Entrenamiento para sortear bombas

02/03/2013

750 soldados de la Brigada de Infantería Ligera Canarias XVI se entrenan en el campo de tiro con motivo del despliegue en Afganistán en mayo de la ASPFOR XXXIII. El mayor peligro al que se enfrentan está en las bombas por radiocontrol, aunque los nuevos inhibidores de frecuencias de los vehículos han reducido el riesgo.

Un convoy de Linces y RG-31 sale del campamento base en Garcey por una pista de tierra que primero sube y luego baja hasta el barranco de Fayagua. Los vehículos del personal vip (autoridades políticas, mandos militares, personal de oenegés...) avanzan en el centro de una caravana fuertemente escoltada.

En un punto del camino, el teniente Merino, jefe de la escolta, ordena formar una burbuja de seguridad. El convoy se detiene y se protege la zona de un posible ataque. En las lomas de los alrededores, miembros de tropa con fusiles de precisión ya protegen la zona. En los vehículos militares las ametralladoras están listas para pulverizar cualquier movimiento sospechoso. En este momento crítico el objetivo prioritario es garantizar la última línea de defensa de la autoridad.

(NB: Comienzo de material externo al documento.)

//! Client-side paging of the result table.

/// Rows per table page.
pub const PAGE_SIZE: usize = 10;

#[derive(Debug, Clone, Copy, PartialEq, Eq)]
pub struct Pagination {
    /// Zero-based page index.
    pub page: usize,
    pub page_size: usize,
}

impl Default for Pagination {
    fn default() -> Self {
        Self {
            page: 0,
            page_size: PAGE_SIZE,
        }
    }
}

impl Pagination {
    pub fn page_count(&self, total: usize) -> usize {
        if self.page_size == 0 {
            return 0;
        }
        total.div_ceil(self.page_size)
    }

    /// Rows of the current page; empty past the end.
    pub fn slice<'a, T>(&self, rows: &'a [T]) -> &'a [T] {
        let start = self.page.saturating_mul(self.page_size).min(rows.len());
        let end = start.saturating_add(self.page_size).min(rows.len());
        &rows[start..end]
    }

    pub fn has_previous(&self) -> bool {
        self.page > 0
    }

    pub fn has_next(&self, total: usize) -> bool {
        self.page + 1 < self.page_count(total)
    }

    pub fn next(self, total: usize) -> Self {
        if self.has_next(total) {
            Self {
                page: self.page + 1,
                ..self
            }
        } else {
            self
        }
    }

    pub fn previous(self) -> Self {
        Self {
            page: self.page.saturating_sub(1),
            ..self
        }
    }

    /// "11–20 de 57"
    pub fn range_label(&self, total: usize) -> String {
        if total == 0 {
            return "0 de 0".to_string();
        }
        let first = (self.page * self.page_size + 1).min(total);
        let last = ((self.page + 1) * self.page_size).min(total);
        format!("{first}–{last} de {total}")
    }
}

#[cfg(test)]
mod tests {
    use super::*;

    #[test]
    fn pages_of_ten() {
        let rows: Vec<usize> = (1..=23).collect();
        let first = Pagination::default();
        assert_eq!(first.page_count(rows.len()), 3);
        assert_eq!(first.slice(&rows), &rows[0..10]);
        let last = first.next(rows.len()).next(rows.len());
        assert_eq!(last.slice(&rows), &[21, 22, 23]);
        assert!(!last.has_next(rows.len()));
        assert_eq!(last.next(rows.len()), last);
        assert_eq!(last.range_label(rows.len()), "21–23 de 23");
    }

    #[test]
    fn past_the_end_is_empty() {
        let rows = [1, 2, 3];
        let page = Pagination { page: 5, page_size: 10 };
        assert!(page.slice(&rows).is_empty());
        assert_eq!(Pagination::default().previous().page, 0);
        assert_eq!(Pagination::default().range_label(0), "0 de 0");
    }
}
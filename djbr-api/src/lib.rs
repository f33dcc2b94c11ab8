//! Core records and HTTP client for the remuneration API.
//!
//! This crate provides:
//! - `config`: base URLs injected at build time or from the CLI
//! - `models`: checked domain records (agencies, summaries, search rows, index scores)
//! - `client`: the `RemunerationApi` trait and its reqwest implementation
//! - `links`: download, package and share URLs built client-side

pub mod client;
pub mod config;
pub mod error;
pub mod links;
pub mod models;
mod wire;

pub use client::{ApiClient, RemunerationApi};
pub use config::ApiConfig;
pub use error::{ApiError, Result};
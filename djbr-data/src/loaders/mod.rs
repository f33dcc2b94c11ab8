//! Page loaders, generic over [`RemunerationApi`](djbr_api::RemunerationApi).
//!
//! Each loader issues the calls a page makes on mount or on a parameter
//! change, and folds failures into the degraded state the page shows.

pub mod agency;
pub mod home;
pub mod search;

#[cfg(test)]
pub(crate) mod fake;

Descartado el peligro prosigue la marcha. Otro trecho y se ve un vehículo civil parado con gente dentro y música árabe. Saltan todas las alarmas. «Abandonen el vehículo», ordenan desde un RG-31. Nadie baja. Segunda advertencia, un tiro al aire. Los ocupantes salen brazos arriba. Se ordena al conductor que abra las cinco puertas, el capó y que descargue todo bulto. Nada raro.

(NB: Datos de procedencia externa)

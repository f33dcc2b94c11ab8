//! Checkbox list with an optional selection limit.

use dioxus::prelude::*;

#[derive(Debug, Clone, PartialEq)]
pub struct SelectOption {
    pub value: String,
    pub label: String,
}

impl SelectOption {
    pub fn new(value: impl Into<String>, label: impl Into<String>) -> Self {
        Self {
            value: value.into(),
            label: label.into(),
        }
    }
}

#[derive(Props, Clone, PartialEq)]
pub struct MultiSelectProps {
    pub label: String,
    pub options: Vec<SelectOption>,
    pub selected: Vec<String>,
    /// Called with the value of the clicked option.
    pub on_toggle: EventHandler<String>,
    /// Unselected options are disabled once this many are selected.
    #[props(default)]
    pub limit: Option<usize>,
}

#[component]
pub fn MultiSelect(props: MultiSelectProps) -> Element {
    let full = props
        .limit
        .is_some_and(|limit| props.selected.len() >= limit);
    let on_toggle = props.on_toggle;

    rsx! {
        fieldset {
            style: "border: 1px solid #ccc; border-radius: 4px; padding: 8px; max-height: 220px; overflow-y: auto;",
            legend { style: "font-weight: bold;", "{props.label}" }
            if let Some(limit) = props.limit {
                p {
                    style: "margin: 0 0 4px 0; font-size: 12px; color: #666;",
                    "Selecione até {limit}"
                }
            }
            {props.options.iter().map(|option| {
                let checked = props.selected.contains(&option.value);
                let value = option.value.clone();
                rsx! {
                    label {
                        key: "{option.value}",
                        style: "display: block; font-size: 14px;",
                        input {
                            r#type: "checkbox",
                            checked: checked,
                            disabled: full && !checked,
                            onchange: move |_| on_toggle.call(value.clone()),
                        }
                        " {option.label}"
                    }
                }
            })}
        }
    }
}
//! Shared formatting and date helpers for the remuneration dashboards.

/// Date utility functions
pub mod dates {
    use chrono::{DateTime, Datelike, Local, NaiveDate};

    /// First year with collected payroll data.
    pub const FIRST_YEAR: i32 = 2018;

    /// Day of January on which the yearly collection first runs.
    const FIRST_COLLECTION_DAY: u32 = 17;

    /// Default year shown by the pages on `today`.
    ///
    /// Before the first collection of the year (January 17th) there is no
    /// data for the new year yet, so the previous year is used.
    pub fn current_year_at(today: NaiveDate) -> i32 {
        if today.month() == 1 && today.day() < FIRST_COLLECTION_DAY {
            today.year() - 1
        } else {
            today.year()
        }
    }

    pub fn current_year() -> i32 {
        current_year_at(Local::now().date_naive())
    }

    /// Selectable years, newest first.
    pub fn available_years(current: i32) -> Vec<i32> {
        (FIRST_YEAR..=current.max(FIRST_YEAR)).rev().collect()
    }

    /// Clamp a requested year into the selectable range.
    pub fn clamp_year(year: i32, current: i32) -> i32 {
        year.clamp(FIRST_YEAR, current.max(FIRST_YEAR))
    }

    /// Parse either an RFC 3339 timestamp or a plain `YYYY-MM-DD` date.
    pub fn parse_api_date(s: &str) -> Option<NaiveDate> {
        let s = s.trim();
        if let Ok(dt) = DateTime::parse_from_rfc3339(s) {
            return Some(dt.date_naive());
        }
        s.get(0..10)
            .and_then(|d| NaiveDate::parse_from_str(d, "%Y-%m-%d").ok())
    }

    /// "Janeiro de 2018" for an API date; the input is echoed when unparseable.
    pub fn month_year_label(s: &str) -> String {
        match parse_api_date(s) {
            Some(date) => format!(
                "{} de {}",
                crate::format::month_name(date.month()),
                date.year()
            ),
            None => s.to_string(),
        }
    }

}

/// Display-string helpers
pub mod format {
    pub const MONTH_NAMES: [&str; 12] = [
        "Janeiro", "Fevereiro", "Março", "Abril", "Maio", "Junho", "Julho", "Agosto", "Setembro",
        "Outubro", "Novembro", "Dezembro",
    ];

    pub const MONTH_ABBREVIATIONS: [&str; 12] = [
        "Jan", "Fev", "Mar", "Abr", "Mai", "Jun", "Jul", "Ago", "Set", "Out", "Nov", "Dez",
    ];

    /// Full Portuguese month name for 1-12; empty for anything else.
    pub fn month_name(month: u32) -> &'static str {
        month
            .checked_sub(1)
            .and_then(|i| MONTH_NAMES.get(i as usize))
            .copied()
            .unwrap_or("")
    }

    pub fn month_abbreviation(month: u32) -> &'static str {
        month
            .checked_sub(1)
            .and_then(|i| MONTH_ABBREVIATIONS.get(i as usize))
            .copied()
            .unwrap_or("")
    }

    /// Human-readable size with 1024-based units, at most two decimals.
    pub fn bytes(size: u64) -> String {
        const UNITS: [&str; 9] = ["Bytes", "KB", "MB", "GB", "TB", "PB", "EB", "ZB", "YB"];
        if size == 0 {
            return "0 Bytes".to_string();
        }
        let exp = ((size as f64).ln() / 1024f64.ln()).floor() as usize;
        let exp = exp.min(UNITS.len() - 1);
        let value = size as f64 / 1024f64.powi(exp as i32);
        let rounded = format!("{value:.2}");
        let trimmed = rounded.trim_end_matches('0').trim_end_matches('.');
        format!("{} {}", trimmed, UNITS[exp])
    }

    /// Upper-cased agency code, with a dash before a numeric suffix
    /// ("trt13" -> "TRT-13", "tjal" -> "TJAL").
    pub fn agency_code(id: &str) -> String {
        let upper = id.trim().to_uppercase();
        let split = upper
            .char_indices()
            .find(|(_, c)| c.is_ascii_digit())
            .map(|(i, _)| i);
        match split {
            Some(i) if i > 0 && upper[i..].chars().all(|c| c.is_ascii_digit()) => {
                format!("{}-{}", &upper[..i], &upper[i..])
            }
            _ => upper,
        }
    }

    /// Group digits in threes with `.` as the Brazilian locale does.
    pub fn thousands(n: u64) -> String {
        let digits = n.to_string();
        let mut out = String::with_capacity(digits.len() + digits.len() / 3);
        for (i, c) in digits.chars().enumerate() {
            if i > 0 && (digits.len() - i) % 3 == 0 {
                out.push('.');
            }
            out.push(c);
        }
        out
    }

    /// "R$ 33.689,11"
    pub fn currency(value: f64) -> String {
        let negative = value < 0.0;
        let cents = (value.abs() * 100.0).round() as u64;
        let sign = if negative && cents > 0 { "-" } else { "" };
        format!("{}R$ {},{:02}", sign, thousands(cents / 100), cents % 100)
    }

    /// "R$ 12,34 bilhões"
    pub fn billions(value: f64) -> String {
        format!("R$ {} bilhões", decimal(value / 1e9, 2))
    }

    /// Fixed decimals with a comma separator.
    pub fn decimal(value: f64, places: usize) -> String {
        format!("{value:.places$}").replace('.', ",")
    }

    /// Download limit expressed in thousands of rows ("100 mil").
    pub fn row_limit(limit: u64) -> String {
        format!("{} mil", limit / 1000)
    }

    #[cfg(test)]
    mod tests {
        use super::*;

        #[test]
        fn test_bytes() {
            assert_eq!(bytes(0), "0 Bytes");
            assert_eq!(bytes(512), "512 Bytes");
            assert_eq!(bytes(1024), "1 KB");
            assert_eq!(bytes(1536), "1.5 KB");
            assert_eq!(bytes(5 * 1024 * 1024 + 123_456), "5.12 MB");
        }

        #[test]
        fn test_agency_code() {
            assert_eq!(agency_code("tjal"), "TJAL");
            assert_eq!(agency_code("trt13"), "TRT-13");
            assert_eq!(agency_code(" mppb "), "MPPB");
            assert_eq!(agency_code("13"), "13");
        }

        #[test]
        fn test_money() {
            assert_eq!(currency(33689.114), "R$ 33.689,11");
            assert_eq!(currency(-5.0), "-R$ 5,00");
            assert_eq!(currency(0.0), "R$ 0,00");
            assert_eq!(billions(12_345_678_901.0), "R$ 12,35 bilhões");
            assert_eq!(thousands(1234567), "1.234.567");
            assert_eq!(thousands(999), "999");
        }

        #[test]
        fn test_months_and_limits() {
            assert_eq!(month_name(3), "Março");
            assert_eq!(month_name(0), "");
            assert_eq!(month_abbreviation(12), "Dez");
            assert_eq!(row_limit(100_000), "100 mil");
        }
    }
}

La bomba ya podría estar enterrada. Zapadores con detectores limpian el terreno, localizan un artefacto y señalizan con conos para que el equipo de desactivación (ED) sepa dónde pisar. La tensión es máxima, hay vidas en juego. La mayor amenaza está en las bombas por radiocontrol, pese a los inhibidores de frecuencias de los vehículos. El ED descubre un plato de presión (detonador), lo ata con una cuerda, se aleja y tira. Nada pasa. Luego se dispone una carga para neutralizar la hallada bajo tierra. Y explosión. Los terroristas serán entregados al ejército afgano.

Fue uno de los entrenamientos ayer en el campo de tiro de Pájara de la Brigada de Infantería Ligera Canarias XVI, del Mando de Canarias, con motivo del despliegue en Afganistán en mayo de la ASPFOR XXXIII (Afghanistan Spanish Force).

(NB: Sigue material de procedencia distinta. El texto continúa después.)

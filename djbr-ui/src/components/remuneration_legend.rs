//! Legend of the remuneration charts with the series toggles and, on the
//! agency page, the graph type switch.

use djbr_data::remuneration::{
    GraphType, HiddenSeries, BASE_COLOR, BASE_LABEL, DISCOUNTS_COLOR, DISCOUNTS_LABEL,
    NO_DATA_COLOR, NO_DATA_LABEL, OTHER_COLOR, OTHER_LABEL,
};
use dioxus::prelude::*;

#[derive(Props, Clone, PartialEq)]
pub struct RemunerationLegendProps {
    pub hidden: HiddenSeries,
    pub on_hidden: EventHandler<HiddenSeries>,
    /// Shown only when the chart has a graph type switch.
    #[props(default)]
    pub graph_type: Option<GraphType>,
    #[props(default)]
    pub on_graph_type: Option<EventHandler<GraphType>>,
    #[props(default = true)]
    pub show_discounts: bool,
    #[props(default)]
    pub warning: Option<String>,
}

#[derive(Props, Clone, PartialEq)]
struct ToggleProps {
    label: &'static str,
    color: &'static str,
    hidden: bool,
    on_toggle: EventHandler<()>,
}

#[component]
fn SeriesToggle(props: ToggleProps) -> Element {
    let opacity = if props.hidden { "0.35" } else { "1" };
    rsx! {
        label {
            style: "display: inline-flex; align-items: center; gap: 6px; margin-right: 16px; cursor: pointer; opacity: {opacity};",
            input {
                r#type: "checkbox",
                checked: !props.hidden,
                onchange: move |_| props.on_toggle.call(()),
            }
            span { style: "display: inline-block; width: 12px; height: 12px; background: {props.color};" }
            "{props.label}"
        }
    }
}

#[component]
pub fn RemunerationLegend(props: RemunerationLegendProps) -> Element {
    let hidden = props.hidden;
    let on_hidden = props.on_hidden;

    rsx! {
        div {
            style: "margin: 8px 0;",
            if let (Some(current), Some(on_graph_type)) = (props.graph_type, props.on_graph_type) {
                div {
                    style: "display: flex; gap: 8px; margin-bottom: 8px;",
                    {GraphType::ALL.into_iter().map(|graph| {
                        let style = if graph == current {
                            "font-weight: bold; border-bottom: 2px solid #3e5363;"
                        } else {
                            ""
                        };
                        rsx! {
                            button {
                                key: "{graph.slug()}",
                                style: "{style}",
                                onclick: move |_| on_graph_type.call(graph),
                                "{graph.label()}"
                            }
                        }
                    })}
                }
            }
            div {
                SeriesToggle {
                    label: BASE_LABEL,
                    color: BASE_COLOR,
                    hidden: hidden.wage,
                    on_toggle: move |_| on_hidden.call(HiddenSeries { wage: !hidden.wage, ..hidden }),
                }
                SeriesToggle {
                    label: OTHER_LABEL,
                    color: OTHER_COLOR,
                    hidden: hidden.benefits,
                    on_toggle: move |_| on_hidden.call(HiddenSeries { benefits: !hidden.benefits, ..hidden }),
                }
                if props.show_discounts {
                    SeriesToggle {
                        label: DISCOUNTS_LABEL,
                        color: DISCOUNTS_COLOR,
                        hidden: hidden.discounts,
                        on_toggle: move |_| on_hidden.call(HiddenSeries { discounts: !hidden.discounts, ..hidden }),
                    }
                }
                SeriesToggle {
                    label: NO_DATA_LABEL,
                    color: NO_DATA_COLOR,
                    hidden: hidden.no_data,
                    on_toggle: move |_| on_hidden.call(HiddenSeries { no_data: !hidden.no_data, ..hidden }),
                }
            }
            if let Some(warning) = props.warning.as_ref() {
                p {
                    style: "margin: 8px 0 0 0; padding: 8px; background: #FFF8E1; border: 1px solid #FFE082; border-radius: 4px; font-size: 13px;",
                    "{warning}"
                }
            }
        }
    }
}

Más seguridad con los 'Husky'. La ASPFOR XXXIII actuará en Qala I Naw (provincia de Baghdis) y en Herat (Herat). Esta misión será más segura que las anteriores, ya que se contará con un tipo de vehículos denominados Husky. Tienen capacidad de detección de bombas gracias un potente radar de penetración terrestre para que los soldados no tengan que bajarse del vehículo con detectores.